Exercise objective
Each line of the data below should be repeated exactly.

[Opening Source data section]

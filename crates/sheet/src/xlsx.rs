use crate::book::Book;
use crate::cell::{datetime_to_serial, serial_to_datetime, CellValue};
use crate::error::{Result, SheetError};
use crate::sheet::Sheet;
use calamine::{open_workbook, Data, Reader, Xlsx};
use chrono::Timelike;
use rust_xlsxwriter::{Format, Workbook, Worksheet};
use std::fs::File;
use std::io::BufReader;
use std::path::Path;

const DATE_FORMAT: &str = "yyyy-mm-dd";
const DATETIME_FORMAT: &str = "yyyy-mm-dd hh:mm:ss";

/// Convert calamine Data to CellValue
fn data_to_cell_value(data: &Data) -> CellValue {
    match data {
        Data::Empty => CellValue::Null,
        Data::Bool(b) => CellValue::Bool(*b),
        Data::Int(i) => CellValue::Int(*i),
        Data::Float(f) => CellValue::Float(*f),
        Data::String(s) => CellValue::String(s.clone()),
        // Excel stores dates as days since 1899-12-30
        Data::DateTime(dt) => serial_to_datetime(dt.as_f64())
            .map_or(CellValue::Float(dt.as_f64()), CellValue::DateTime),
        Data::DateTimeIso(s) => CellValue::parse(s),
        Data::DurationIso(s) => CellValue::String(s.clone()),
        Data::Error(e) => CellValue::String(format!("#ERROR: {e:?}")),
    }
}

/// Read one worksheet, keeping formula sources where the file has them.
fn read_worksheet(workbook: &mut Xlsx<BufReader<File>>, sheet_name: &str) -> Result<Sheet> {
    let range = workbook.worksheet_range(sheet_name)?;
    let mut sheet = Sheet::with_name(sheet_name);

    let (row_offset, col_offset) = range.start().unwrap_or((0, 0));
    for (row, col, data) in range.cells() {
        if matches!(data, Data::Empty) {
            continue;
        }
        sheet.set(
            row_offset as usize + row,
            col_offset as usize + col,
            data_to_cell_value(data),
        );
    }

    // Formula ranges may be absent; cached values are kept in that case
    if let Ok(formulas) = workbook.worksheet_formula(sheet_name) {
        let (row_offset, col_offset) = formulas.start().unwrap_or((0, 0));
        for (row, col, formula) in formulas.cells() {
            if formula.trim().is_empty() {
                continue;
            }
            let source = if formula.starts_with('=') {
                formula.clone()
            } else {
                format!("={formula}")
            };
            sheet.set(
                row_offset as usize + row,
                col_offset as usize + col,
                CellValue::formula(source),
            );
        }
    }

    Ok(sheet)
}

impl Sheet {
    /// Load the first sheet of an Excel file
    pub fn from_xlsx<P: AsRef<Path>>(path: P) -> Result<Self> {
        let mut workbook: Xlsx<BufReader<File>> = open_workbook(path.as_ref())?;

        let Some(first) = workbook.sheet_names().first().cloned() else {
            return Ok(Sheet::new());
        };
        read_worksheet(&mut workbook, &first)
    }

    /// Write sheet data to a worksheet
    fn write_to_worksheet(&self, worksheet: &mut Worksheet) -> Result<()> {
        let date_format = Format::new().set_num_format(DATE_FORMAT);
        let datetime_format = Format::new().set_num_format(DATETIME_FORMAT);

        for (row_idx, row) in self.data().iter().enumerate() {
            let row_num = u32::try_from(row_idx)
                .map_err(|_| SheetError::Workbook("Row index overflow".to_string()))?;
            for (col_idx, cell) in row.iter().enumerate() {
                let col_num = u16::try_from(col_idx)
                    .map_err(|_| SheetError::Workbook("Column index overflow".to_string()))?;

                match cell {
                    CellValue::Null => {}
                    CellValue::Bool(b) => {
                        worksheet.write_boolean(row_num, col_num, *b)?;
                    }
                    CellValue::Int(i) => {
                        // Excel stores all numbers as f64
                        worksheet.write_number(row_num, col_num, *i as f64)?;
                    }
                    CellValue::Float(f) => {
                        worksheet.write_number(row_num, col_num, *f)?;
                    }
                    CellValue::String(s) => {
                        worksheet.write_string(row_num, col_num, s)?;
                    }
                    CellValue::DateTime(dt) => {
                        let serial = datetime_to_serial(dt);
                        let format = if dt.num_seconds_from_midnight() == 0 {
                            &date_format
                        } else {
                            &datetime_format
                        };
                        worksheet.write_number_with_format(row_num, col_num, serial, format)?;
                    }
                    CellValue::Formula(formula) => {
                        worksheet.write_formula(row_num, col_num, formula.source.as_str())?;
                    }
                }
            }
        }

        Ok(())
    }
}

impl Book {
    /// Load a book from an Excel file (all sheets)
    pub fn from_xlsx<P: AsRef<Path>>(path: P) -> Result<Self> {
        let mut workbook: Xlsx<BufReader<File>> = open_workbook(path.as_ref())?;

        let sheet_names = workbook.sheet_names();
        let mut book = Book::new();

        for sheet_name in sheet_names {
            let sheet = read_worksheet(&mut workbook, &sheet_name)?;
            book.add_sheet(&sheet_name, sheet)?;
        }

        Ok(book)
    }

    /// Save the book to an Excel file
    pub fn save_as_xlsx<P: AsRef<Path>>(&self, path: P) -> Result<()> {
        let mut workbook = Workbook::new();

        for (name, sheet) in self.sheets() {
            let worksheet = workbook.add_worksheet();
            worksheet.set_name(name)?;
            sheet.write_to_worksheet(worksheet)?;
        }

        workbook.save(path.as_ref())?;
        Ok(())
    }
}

[Closing Source data section]

Task response
filename crates/sheet/src/xlsx.rs
use crate::book::Book;
use crate::cell::{datetime_to_serial, serial_to_datetime, CellValue};
use crate::error::{Result, SheetError};
use crate::sheet::Sheet;
use calamine::{open_workbook, Data, Reader, Xlsx};
use chrono::Timelike;
use rust_xlsxwriter::{Format, Workbook, Worksheet};
use std::fs::File;
use std::io::BufReader;
use std::path::Path;

const DATE_FORMAT: &str = "yyyy-mm-dd";
const DATETIME_FORMAT: &str = "yyyy-mm-dd hh:mm:ss";

/// Convert calamine Data to CellValue
fn data_to_cell_value(data: &Data) -> CellValue {
    match data {
        Data::Empty => CellValue::Null,
        Data::Bool(b) => CellValue::Bool(*b),
        Data::Int(i) => CellValue::Int(*i),
        Data::Float(f) => CellValue::Float(*f),
        Data::String(s) => CellValue::String(s.clone()),
        // Excel stores dates as days since 1899-12-30
        Data::DateTime(dt) => serial_to_datetime(dt.as_f64())
            .map_or(CellValue::Float(dt.as_f64()), CellValue::DateTime),
        Data::DateTimeIso(s) => CellValue::parse(s),
        Data::DurationIso(s) => CellValue::String(s.clone()),
        Data::Error(e) => CellValue::String(format!("#ERROR: {e:?}")),
    }
}

/// Read one worksheet, keeping formula sources where the file has them.
fn read_worksheet(workbook: &mut Xlsx<BufReader<File>>, sheet_name: &str) -> Result<Sheet> {
    let range = workbook.worksheet_range(sheet_name)?;
    let mut sheet = Sheet::with_name(sheet_name);

    let (row_offset, col_offset) = range.start().unwrap_or((0, 0));
    for (row, col, data) in range.cells() {
        if matches!(data, Data::Empty) {
            continue;
        }
        sheet.set(
            row_offset as usize + row,
            col_offset as usize + col,
            data_to_cell_value(data),
        );
    }

    // Formula ranges may be absent; cached values are kept in that case
    if let Ok(formulas) = workbook.worksheet_formula(sheet_name) {
        let (row_offset, col_offset) = formulas.start().unwrap_or((0, 0));
        for (row, col, formula) in formulas.cells() {
            if formula.trim().is_empty() {
                continue;
            }
            let source = if formula.starts_with('=') {
                formula.clone()
            } else {
                format!("={formula}")
            };
            sheet.set(
                row_offset as usize + row,
                col_offset as usize + col,
                CellValue::formula(source),
            );
        }
    }

    Ok(sheet)
}

impl Sheet {
    /// Load the first sheet of an Excel file
    pub fn from_xlsx<P: AsRef<Path>>(path: P) -> Result<Self> {
        let mut workbook: Xlsx<BufReader<File>> = open_workbook(path.as_ref())?;

        let Some(first) = workbook.sheet_names().first().cloned() else {
            return Ok(Sheet::new());
        };
        read_worksheet(&mut workbook, &first)
    }

    /// Write sheet data to a worksheet
    fn write_to_worksheet(&self, worksheet: &mut Worksheet) -> Result<()> {
        let date_format = Format::new().set_num_format(DATE_FORMAT);
        let datetime_format = Format::new().set_num_format(DATETIME_FORMAT);

        for (row_idx, row) in self.data().iter().enumerate() {
            let row_num = u32::try_from(row_idx)
                .map_err(|_| SheetError::Workbook("Row index overflow".to_string()))?;
            for (col_idx, cell) in row.iter().enumerate() {
                let col_num = u16::try_from(col_idx)
                    .map_err(|_| SheetError::Workbook("Column index overflow".to_string()))?;

                match cell {
                    CellValue::Null => {}
                    CellValue::Bool(b) => {
                        worksheet.write_boolean(row_num, col_num, *b)?;
                    }
                    CellValue::Int(i) => {
                        // Excel stores all numbers as f64
                        worksheet.write_number(row_num, col_num, *i as f64)?;
                    }
                    CellValue::Float(f) => {
                        worksheet.write_number(row_num, col_num, *f)?;
                    }
                    CellValue::String(s) => {
                        worksheet.write_string(row_num, col_num, s)?;
                    }
                    CellValue::DateTime(dt) => {
                        let serial = datetime_to_serial(dt);
                        let format = if dt.num_seconds_from_midnight() == 0 {
                            &date_format
                        } else {
                            &datetime_format
                        };
                        worksheet.write_number_with_format(row_num, col_num, serial, format)?;
                    }
                    CellValue::Formula(formula) => {
                        worksheet.write_formula(row_num, col_num, formula.source.as_str())?;
                    }
                }
            }
        }

        Ok(())
    }
}

impl Book {
    /// Load a book from an Excel file (all sheets)
    pub fn from_xlsx<P: AsRef<Path>>(path: P) -> Result<Self> {
        let mut workbook: Xlsx<BufReader<File>> = open_workbook(path.as_ref())?;

        let sheet_names = workbook.sheet_names();
        let mut book = Book::new();

        for sheet_name in sheet_names {
            let sheet = read_worksheet(&mut workbook, &sheet_name)?;
            book.add_sheet(&sheet_name, sheet)?;
        }

        Ok(book)
    }

    /// Save the book to an Excel file
    pub fn save_as_xlsx<P: AsRef<Path>>(&self, path: P) -> Result<()> {
        let mut workbook = Workbook::new();

        for (name, sheet) in self.sheets() {
            let worksheet = workbook.add_worksheet();
            worksheet.set_name(name)?;
            sheet.write_to_worksheet(worksheet)?;
        }

        workbook.save(path.as_ref())?;
        Ok(())
    }
}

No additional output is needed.